Apr 6, 2017 | By Tess

American aircraft manufacturer Boeing has announced the launch of HorizonX, its new venture capital division that will be geared specifically towards investing in innovative tech startups. HorizonX will reportedly be looking to several areas of interest for its investments, including 3D printing, self-driving vehicles, artificial intelligence, and machine learning.

The small venture capital arm of Boeing will be headed by Steve Nordlund, who was previously in charge of drone company InSitu before it was acquired by Boeing in 2008. According to Nordlund, HorizonX will be seeking to invest “tens of millions of dollars” a year into startups and companies with innovative tech visions.

Along with the launch, HorizonX has already announced its first two investments: Zunum Aero and Upskill. Zunum Aero is a Seattle-based company that is developing small electric-hybrid aircraft with the goal of reducing the costs of travelling to regional airports.

Concept images from Zunum Aero

The company, which is in its early stage of development, has also received support from JetBlue Technology Ventures, the venture capital arm of JetBlue Airways.
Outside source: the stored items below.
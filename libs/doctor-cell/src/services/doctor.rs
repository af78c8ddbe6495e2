use std::collections::{BTreeSet, HashMap};
use std::sync::Arc;

use chrono::{Duration, NaiveDate};
use tracing::{debug, info, warn};
use uuid::Uuid;

use shared_database::{ChangeFeed, ClinicStore, StoreError};
use shared_models::clinic::{AppointmentFilter, AppointmentStatus, Doctor, Rating};
use shared_models::events::{RecordChange, Table};
use shared_utils::validation::{rules, validate};

use crate::models::{
    DailyCount, DoctorCard, DoctorDashboard, DoctorError, DoctorProfile, DoctorSearchFilters,
    RegisterDoctorRequest, StatusCounts, UpdateDoctorRequest,
};
use crate::services::slots::catalog_position;

const ALL_SPECIALTIES: &str = "All";

/// Mean score rounded to one decimal; `None` when unrated.
pub fn average_rating(ratings: &[Rating]) -> Option<f64> {
    if ratings.is_empty() {
        return None;
    }
    let total: u32 = ratings.iter().map(|r| u32::from(r.score)).sum();
    let mean = f64::from(total) / ratings.len() as f64;
    Some((mean * 10.0).round() / 10.0)
}

pub struct DoctorService {
    store: Arc<dyn ClinicStore>,
    feed: ChangeFeed,
}

impl DoctorService {
    pub fn new(store: Arc<dyn ClinicStore>, feed: ChangeFeed) -> Self {
        Self { store, feed }
    }

    async fn get_doctor(&self, doctor_id: Uuid) -> Result<Doctor, DoctorError> {
        match self.store.get_doctor(doctor_id).await {
            Ok(doctor) => Ok(doctor),
            Err(StoreError::NotFound { .. }) => Err(DoctorError::NotFound(doctor_id)),
            Err(e) => Err(e.into()),
        }
    }

    /// Creates the doctor row for an authenticated account. Without a fee the
    /// doctor is listed as free.
    pub async fn register_doctor(
        &self,
        doctor_id: Uuid,
        request: RegisterDoctorRequest,
    ) -> Result<Doctor, DoctorError> {
        debug!("Registering doctor profile {}", doctor_id);

        validate(&request, rules::DOCTOR_REGISTRATION)?;
        validate(&request, rules::DOCTOR_PROFILE)?;

        match self.store.get_doctor(doctor_id).await {
            Ok(_) => return Err(DoctorError::AlreadyRegistered(doctor_id)),
            Err(StoreError::NotFound { .. }) => {}
            Err(e) => return Err(e.into()),
        }

        let doctor = Doctor {
            id: doctor_id,
            name: request.name.unwrap_or_default().trim().to_string(),
            specialty: request.specialty.unwrap_or_default().trim().to_string(),
            consultation_fee: request.consultation_fee.unwrap_or(0.0),
            bio: request.bio.filter(|b| !b.trim().is_empty()),
            avatar_url: request.avatar_url.filter(|a| !a.trim().is_empty()),
        };

        let saved = match self.store.insert_doctor(doctor).await {
            Ok(saved) => saved,
            Err(StoreError::UniqueViolation(detail)) => {
                warn!("Doctor {} registered concurrently: {}", doctor_id, detail);
                return Err(DoctorError::AlreadyRegistered(doctor_id));
            }
            Err(e) => return Err(e.into()),
        };
        self.feed.publish(RecordChange::inserted(Table::Doctors, saved.id));

        info!("Doctor {} registered as {}", saved.id, saved.specialty);
        Ok(saved)
    }

    /// Doctor with blocked dates, ratings and display defaults.
    pub async fn get_profile(&self, doctor_id: Uuid) -> Result<DoctorProfile, DoctorError> {
        debug!("Fetching doctor profile: {}", doctor_id);

        let doctor = self.get_doctor(doctor_id).await?;
        let unavailability = self.store.list_unavailability(doctor_id).await?;
        let ratings = self.store.list_ratings_for_doctor(doctor_id).await?;

        Ok(DoctorProfile {
            card: DoctorCard::from(&doctor),
            bio: doctor.bio_or_default().to_string(),
            average_rating: average_rating(&ratings),
            unavailability,
            ratings,
        })
    }

    pub async fn search_doctors(&self, filters: DoctorSearchFilters) -> Result<Vec<DoctorCard>, DoctorError> {
        debug!("Searching doctors with filters: {:?}", filters);

        let name = filters
            .name
            .map(|n| n.trim().to_lowercase())
            .filter(|n| !n.is_empty());
        let specialty = filters
            .specialty
            .filter(|s| !s.is_empty() && s != ALL_SPECIALTIES);

        let doctors = self.store.list_doctors().await?;
        Ok(doctors
            .iter()
            .filter(|d| name.as_ref().map_or(true, |n| d.name.to_lowercase().contains(n)))
            .filter(|d| specialty.as_ref().map_or(true, |s| &d.specialty == s))
            .map(DoctorCard::from)
            .collect())
    }

    /// Distinct specialties, alphabetical.
    pub async fn list_specialties(&self) -> Result<Vec<String>, DoctorError> {
        let doctors = self.store.list_doctors().await?;
        let specialties: BTreeSet<String> = doctors.into_iter().map(|d| d.specialty).collect();
        Ok(specialties.into_iter().collect())
    }

    /// Partial profile update. Appointments keep the name, specialty and fee
    /// they were booked with.
    pub async fn update_doctor(
        &self,
        doctor_id: Uuid,
        request: UpdateDoctorRequest,
    ) -> Result<Doctor, DoctorError> {
        debug!("Updating doctor profile: {}", doctor_id);
        validate(&request, rules::DOCTOR_PROFILE)?;

        let mut doctor = self.get_doctor(doctor_id).await?;
        if let Some(name) = request.name {
            doctor.name = name.trim().to_string();
        }
        if let Some(specialty) = request.specialty {
            doctor.specialty = specialty;
        }
        if let Some(fee) = request.consultation_fee {
            doctor.consultation_fee = fee;
        }
        if let Some(bio) = request.bio {
            doctor.bio = Some(bio).filter(|b| !b.trim().is_empty());
        }
        if let Some(avatar_url) = request.avatar_url {
            doctor.avatar_url = Some(avatar_url).filter(|a| !a.trim().is_empty());
        }

        let updated = self.store.update_doctor(doctor).await?;
        self.feed.publish(RecordChange::updated(Table::Doctors, updated.id));

        info!("Doctor profile {} updated", updated.id);
        Ok(updated)
    }

    pub async fn dashboard(&self, doctor_id: Uuid, today: NaiveDate) -> Result<DoctorDashboard, DoctorError> {
        debug!("Building dashboard for doctor {} on {}", doctor_id, today);
        self.get_doctor(doctor_id).await?;

        let appointments = self
            .store
            .list_appointments(&AppointmentFilter::for_doctor(doctor_id))
            .await?;

        let mut todays_appointments: Vec<_> = appointments
            .iter()
            .filter(|a| a.date == today)
            .cloned()
            .collect();
        todays_appointments.sort_by_key(|a| catalog_position(&a.time_slot));

        let mut status_counts = StatusCounts::default();
        for appointment in &appointments {
            match appointment.status {
                AppointmentStatus::Upcoming => status_counts.upcoming += 1,
                AppointmentStatus::Completed => status_counts.completed += 1,
                AppointmentStatus::Cancelled => status_counts.cancelled += 1,
            }
        }

        let week_start = today - Duration::days(6);
        let mut per_day: HashMap<NaiveDate, usize> = HashMap::new();
        for appointment in appointments.iter().filter(|a| a.date >= week_start && a.date <= today) {
            *per_day.entry(appointment.date).or_default() += 1;
        }
        let weekly_appointments = (0..7)
            .map(|offset| {
                let date = week_start + Duration::days(offset);
                DailyCount {
                    date,
                    appointments: per_day.get(&date).copied().unwrap_or(0),
                }
            })
            .collect();

        let patient_ids: BTreeSet<Uuid> = appointments.iter().map(|a| a.patient_id).collect();
        let mut patients = Vec::with_capacity(patient_ids.len());
        for patient_id in patient_ids {
            match self.store.get_patient(patient_id).await {
                Ok(patient) => patients.push(patient),
                Err(StoreError::NotFound { .. }) => {
                    warn!("Appointment references missing patient {}", patient_id)
                }
                Err(e) => return Err(e.into()),
            }
        }

        Ok(DoctorDashboard {
            doctor_id,
            today,
            todays_appointments,
            patients,
            status_counts,
            weekly_appointments,
        })
    }
}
Its plan is to develop short-haul hybrid aircraft that will be used regionally to carry passengers on popular routes, such as between Boston and Washington D.C., and San Francisco to Los Angeles. Zunum Aero says it expects to fly its first hybrid-plane by 2020, and that its technology has the potential to fill a “vast regional transport gap” and will cut back on travel times.

Upskill, for its part, is a software company based in Washington, D.C. that is using smart eyewear and augmented reality to assist workers in manufacturing, logistics, and field services with complex tasks. Boeing has already worked with Upskill, and has seen positive results; it managed to cut the time it takes to wire its planes by up to 25% by using its Skylight software program.

According to Nordlund, Boeing’s aim is not necessarily to profit directly from the companies it is investing in through HorizonX, but rather to promote the advancement of technologies it can benefit from accessing, such as 3D printing, autonomous cars, wearables, etc. “These are all starting to converge and have the potential to fundamentally change how we operate inside and outside of companies,” he commented.

At present, the investment amounts for the two companies have not been disclosed and Nordlund has stated that there are no plans as of yet for additional investments. HorizonX is expected to seek out tech companies that are capable of bringing their products and technologies to market within the next five to 15 years.

The new venture capital division is also expected to back a global business services unit that Boeing is preparing to launch this year. HorizonX will be based out of Boeing’s Chicago headquarters and is being run by a staff of 30 to 40 people.